Clayton Vance Heafner (July 20, 1914 – December 31, 1960) was an American golfer, and the father of golfer Vance Heafner.

Heafner was born in Charlotte, North Carolina.

Heafner won seven times on the PGA Tour, played on two Ryder Cup teams, and finished runner-up in the 1949 and 1951 U.S. Opens. Often described as “fiery” and as a “fierce competitor”, Heafner played on two victorious Ryder Cup teams, in 1949 and 1951, with a four-match record of 3-0-1. In the 1949 match, the U.S. was without Ben Hogan, Byron Nelson and Cary Middlecoff, but Heafner keyed a winning rally from a 3-1 team deficit by beating Dick Burton 3 and 2.

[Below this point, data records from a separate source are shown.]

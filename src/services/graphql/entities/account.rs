//! `Account`: an Ethereum address that owns names.

use crate::services::graphql::orm::{EntityDef, Nullability, ScalarKind};

pub fn definition() -> EntityDef {
    EntityDef::new("Account", "accounts")
        .field("id", "id", ScalarKind::String, Nullability::Required)
        .to_many("domains", "Domain", "owner_id")
        .to_many("wrappedDomains", "WrappedDomain", "owner_id")
        .to_many("registrations", "Registration", "registrant_id")
}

He finished second in the 1951 U.S. Open to Ben Hogan.

Heafner was also a key figure in helping Charlie Sifford break the color barrier on the PGA Tour, by playing matches against him on Mondays and providing counsel Sifford carried with him through his playing days.

Heafner played in nine Masters, and when his son Vance played in the 1978 Masters, they became one of nine father-son duos to play the storied event. Clayton and Vance are also only one of five father-son combinations to win a PGA Tour event.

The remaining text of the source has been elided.